Peripheral T-cell lymphoma, which accounts for approximately 10% of non-Hodgkin lymphoma cases in the United States and Europe and may be as high as 24% in parts of Asia, is defined as a diverse group of aggressive lymphomas that develop from mature-stage white blood cells called T-cells and natural killer (NK) cells.
The disease is classified as a subtype of non-Hodgkin’s lymphoma (NHL). NHL affects two particular types of white blood cells: B-cells and T-cells. Peripheral T-cell lymphoma specifically affects T-cells, and results when T-cells develop and grow abnormally.
It is the origin of the disease in the lymphatic system that gave it the name peripheral T-cell lymphoma.

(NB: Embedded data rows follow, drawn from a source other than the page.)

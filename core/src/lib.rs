//! Kernel core: the process monitor and the execution contexts it drives.

extern crate alloc;
#[macro_use]
extern crate log;

pub mod file;
pub mod host;
pub mod kernel;
pub mod sched;
pub mod task;

pub use kernel::{Kernel, KernelConfig, WaitTarget};
use alloc::boxed::Box;
use alloc::sync::{Arc, Weak};
use axerrno::{LinuxError, LinuxResult};
use spin::Mutex;
use syscall_trace::syscall_trace;
use tinyk_core::Kernel;
use tinyk_core::file::{FileControl, StreamObject};
use tinyk_core::task::current_kernel;
use tinyk_process::info::ProcInfo;

/// Read-only listing of the process table, one encoded [`ProcInfo`] per
/// read, in slot order.
pub struct InfoStream {
    kernel: Weak<Kernel>,
    cursor: Mutex<usize>,
}

impl InfoStream {
    pub fn new(kernel: &Arc<Kernel>) -> Self {
        Self {
            kernel: Arc::downgrade(kernel),
            cursor: Mutex::new(0),
        }
    }
}

impl StreamObject for InfoStream {
    fn read(&self, buf: &mut [u8]) -> LinuxResult<usize> {
        let Some(buf) = buf.first_chunk_mut::<{ ProcInfo::SIZE }>() else {
            return Err(LinuxError::EINVAL);
        };
        let kernel = self.kernel.upgrade().ok_or(LinuxError::EBADF)?;
        let mut cursor = self.cursor.lock();
        match kernel.snapshot(*cursor) {
            Some((next, info)) => {
                info.encode(buf);
                *cursor = next;
                Ok(ProcInfo::SIZE)
            }
            None => {
                *cursor = usize::MAX;
                Ok(0)
            }
        }
    }

    fn write(&self, _buf: &[u8]) -> LinuxResult<usize> {
        Err(LinuxError::EINVAL)
    }

    fn close(&self) -> LinuxResult {
        debug!("[info] listing closed");
        Ok(())
    }
}

/// Open the process listing, returning its file id.
#[syscall_trace]
pub fn sys_open_info() -> LinuxResult<usize> {
    let kernel = current_kernel()?;
    let file = FileControl::new(Box::new(InfoStream::new(&kernel)));
    kernel.install_file(file)
}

In the case of peripheral T-cell lymphoma, the term “peripheral” does not refer to the extremities, but identifies the disease as a cancer that arises in the lymphoid tissues outside of the bone marrow such as lymph nodes, spleen, gastrointestinal tract, and skin.
The proposed treatment option, brentuximab vedotin, is an antibody-drug conjugate (ADC) directed to CD30, which is expressed on the surface of several types of peripheral T-cell lymphoma. The drug, which is on of four approved and commercially available antibody-drug conjugates is currently not approved for the frontline treatment of patients with peripheral T-cell lymphoma.
“CD30 is expressed in several subtypes of peripheral T-cell lymphoma, an aggressive type of non-Hodgkin lymphoma, and the current standard of care for frontline treatment consisting of a multi-agent chemotherapy regimen called CHOP has not changed in several decades,” explained Clay Siegall, Ph.D., President and Chief Executive Officer of Seattle Genetics.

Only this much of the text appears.